● **Information supplied**:
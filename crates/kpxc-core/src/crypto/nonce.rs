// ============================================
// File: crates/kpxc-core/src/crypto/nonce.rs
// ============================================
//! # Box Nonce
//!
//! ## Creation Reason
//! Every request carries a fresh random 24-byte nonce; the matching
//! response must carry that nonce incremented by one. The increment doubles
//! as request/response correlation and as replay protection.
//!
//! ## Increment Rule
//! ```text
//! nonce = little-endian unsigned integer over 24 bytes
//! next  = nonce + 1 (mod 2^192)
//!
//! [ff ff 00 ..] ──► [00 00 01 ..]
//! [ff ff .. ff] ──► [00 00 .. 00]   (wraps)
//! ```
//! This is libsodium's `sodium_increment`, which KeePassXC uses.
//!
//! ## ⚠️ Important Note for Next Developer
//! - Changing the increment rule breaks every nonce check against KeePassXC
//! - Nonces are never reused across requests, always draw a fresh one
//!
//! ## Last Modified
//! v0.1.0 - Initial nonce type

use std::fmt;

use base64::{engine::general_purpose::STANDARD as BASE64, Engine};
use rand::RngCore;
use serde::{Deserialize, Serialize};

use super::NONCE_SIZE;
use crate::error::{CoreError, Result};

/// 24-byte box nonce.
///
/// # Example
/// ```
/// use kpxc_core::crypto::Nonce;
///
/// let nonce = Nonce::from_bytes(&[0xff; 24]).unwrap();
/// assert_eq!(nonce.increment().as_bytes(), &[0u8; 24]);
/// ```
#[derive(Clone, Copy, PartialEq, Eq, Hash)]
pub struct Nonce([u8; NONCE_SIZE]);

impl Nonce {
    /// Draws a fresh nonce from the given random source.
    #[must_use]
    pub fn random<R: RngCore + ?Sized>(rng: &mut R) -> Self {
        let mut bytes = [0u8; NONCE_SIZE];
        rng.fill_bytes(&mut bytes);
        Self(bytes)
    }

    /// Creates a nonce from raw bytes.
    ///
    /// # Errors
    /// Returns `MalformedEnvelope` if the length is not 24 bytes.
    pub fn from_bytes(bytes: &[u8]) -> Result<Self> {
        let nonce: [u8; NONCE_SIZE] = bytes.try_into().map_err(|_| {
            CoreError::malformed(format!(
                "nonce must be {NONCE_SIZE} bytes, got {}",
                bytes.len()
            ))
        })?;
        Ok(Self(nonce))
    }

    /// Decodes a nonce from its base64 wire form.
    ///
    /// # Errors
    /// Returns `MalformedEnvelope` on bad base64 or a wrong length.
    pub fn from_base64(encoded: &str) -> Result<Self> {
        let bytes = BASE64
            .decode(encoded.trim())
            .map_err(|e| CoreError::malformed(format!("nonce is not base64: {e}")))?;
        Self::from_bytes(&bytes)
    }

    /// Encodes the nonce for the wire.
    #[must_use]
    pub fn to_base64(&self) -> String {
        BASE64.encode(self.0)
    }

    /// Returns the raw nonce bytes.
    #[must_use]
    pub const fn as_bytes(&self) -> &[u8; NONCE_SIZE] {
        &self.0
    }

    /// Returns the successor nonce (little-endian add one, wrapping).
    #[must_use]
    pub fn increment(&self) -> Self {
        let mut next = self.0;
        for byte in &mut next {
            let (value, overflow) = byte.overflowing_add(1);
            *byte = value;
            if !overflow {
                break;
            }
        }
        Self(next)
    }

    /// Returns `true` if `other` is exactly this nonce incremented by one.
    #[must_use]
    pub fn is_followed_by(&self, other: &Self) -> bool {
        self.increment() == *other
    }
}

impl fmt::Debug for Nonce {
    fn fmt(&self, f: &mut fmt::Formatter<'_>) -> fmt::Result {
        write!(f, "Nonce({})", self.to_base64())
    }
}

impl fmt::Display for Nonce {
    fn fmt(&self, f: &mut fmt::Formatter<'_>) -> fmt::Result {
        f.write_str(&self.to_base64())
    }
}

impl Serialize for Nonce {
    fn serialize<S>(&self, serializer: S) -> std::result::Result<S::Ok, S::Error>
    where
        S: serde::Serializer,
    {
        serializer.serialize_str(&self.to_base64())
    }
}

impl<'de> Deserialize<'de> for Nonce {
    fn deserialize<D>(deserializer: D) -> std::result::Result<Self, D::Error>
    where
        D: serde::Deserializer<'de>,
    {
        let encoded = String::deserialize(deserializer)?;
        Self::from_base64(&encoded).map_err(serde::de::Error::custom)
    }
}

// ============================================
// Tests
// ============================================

==

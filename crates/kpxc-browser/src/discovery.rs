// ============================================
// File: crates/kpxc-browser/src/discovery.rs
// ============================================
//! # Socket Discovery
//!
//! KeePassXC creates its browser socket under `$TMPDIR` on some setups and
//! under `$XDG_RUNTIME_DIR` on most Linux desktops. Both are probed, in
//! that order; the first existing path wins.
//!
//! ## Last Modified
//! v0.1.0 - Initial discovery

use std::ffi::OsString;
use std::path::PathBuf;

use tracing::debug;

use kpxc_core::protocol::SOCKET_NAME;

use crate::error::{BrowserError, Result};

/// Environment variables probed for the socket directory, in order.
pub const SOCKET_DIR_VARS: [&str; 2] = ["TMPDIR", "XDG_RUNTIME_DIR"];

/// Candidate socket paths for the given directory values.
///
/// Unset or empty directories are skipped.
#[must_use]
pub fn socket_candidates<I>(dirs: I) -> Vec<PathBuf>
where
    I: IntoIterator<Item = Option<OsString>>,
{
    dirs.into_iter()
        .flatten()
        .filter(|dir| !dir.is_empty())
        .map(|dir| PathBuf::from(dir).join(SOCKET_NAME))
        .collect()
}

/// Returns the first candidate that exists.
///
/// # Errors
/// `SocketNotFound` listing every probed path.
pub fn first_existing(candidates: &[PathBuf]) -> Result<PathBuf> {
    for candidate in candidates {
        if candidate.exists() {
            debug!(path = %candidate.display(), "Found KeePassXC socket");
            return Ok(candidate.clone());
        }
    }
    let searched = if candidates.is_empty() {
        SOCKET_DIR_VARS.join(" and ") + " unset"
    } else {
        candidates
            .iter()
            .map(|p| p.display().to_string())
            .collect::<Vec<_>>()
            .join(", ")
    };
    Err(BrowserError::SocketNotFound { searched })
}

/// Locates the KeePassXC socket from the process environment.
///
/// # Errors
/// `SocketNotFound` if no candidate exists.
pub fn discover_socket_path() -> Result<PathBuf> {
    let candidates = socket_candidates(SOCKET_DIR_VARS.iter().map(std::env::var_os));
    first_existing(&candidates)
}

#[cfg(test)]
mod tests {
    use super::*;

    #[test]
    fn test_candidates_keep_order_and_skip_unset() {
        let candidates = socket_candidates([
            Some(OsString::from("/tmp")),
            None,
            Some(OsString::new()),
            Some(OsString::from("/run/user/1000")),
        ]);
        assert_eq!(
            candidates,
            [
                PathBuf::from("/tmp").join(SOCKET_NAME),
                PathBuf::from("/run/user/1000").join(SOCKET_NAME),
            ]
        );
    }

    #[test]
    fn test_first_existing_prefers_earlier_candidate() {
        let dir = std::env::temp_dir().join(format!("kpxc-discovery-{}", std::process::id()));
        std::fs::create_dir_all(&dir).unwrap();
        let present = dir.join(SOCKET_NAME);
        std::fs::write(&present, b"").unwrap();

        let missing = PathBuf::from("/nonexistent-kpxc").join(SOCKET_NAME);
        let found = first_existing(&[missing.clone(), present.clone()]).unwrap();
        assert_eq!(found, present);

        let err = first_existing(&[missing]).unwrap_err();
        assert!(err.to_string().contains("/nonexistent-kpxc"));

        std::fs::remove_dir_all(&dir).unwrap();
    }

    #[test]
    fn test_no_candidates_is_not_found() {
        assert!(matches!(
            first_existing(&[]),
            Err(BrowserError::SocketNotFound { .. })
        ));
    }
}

● **Exercise details**: Starting at the line that contains "filename crates/kpxc-core/src/crypto/nonce.rs" and stopping after the line that contains "The increment doubles", write out every line exactly as it appears above, and no other line.

● **Answer to this exercise**:
filename crates/kpxc-core/src/crypto/nonce.rs
// ============================================
// File: crates/kpxc-core/src/crypto/nonce.rs
// ============================================
//! # Box Nonce
//!
//! ## Creation Reason
//! Every request carries a fresh random 24-byte nonce; the matching
//! response must carry that nonce incremented by one. The increment doubles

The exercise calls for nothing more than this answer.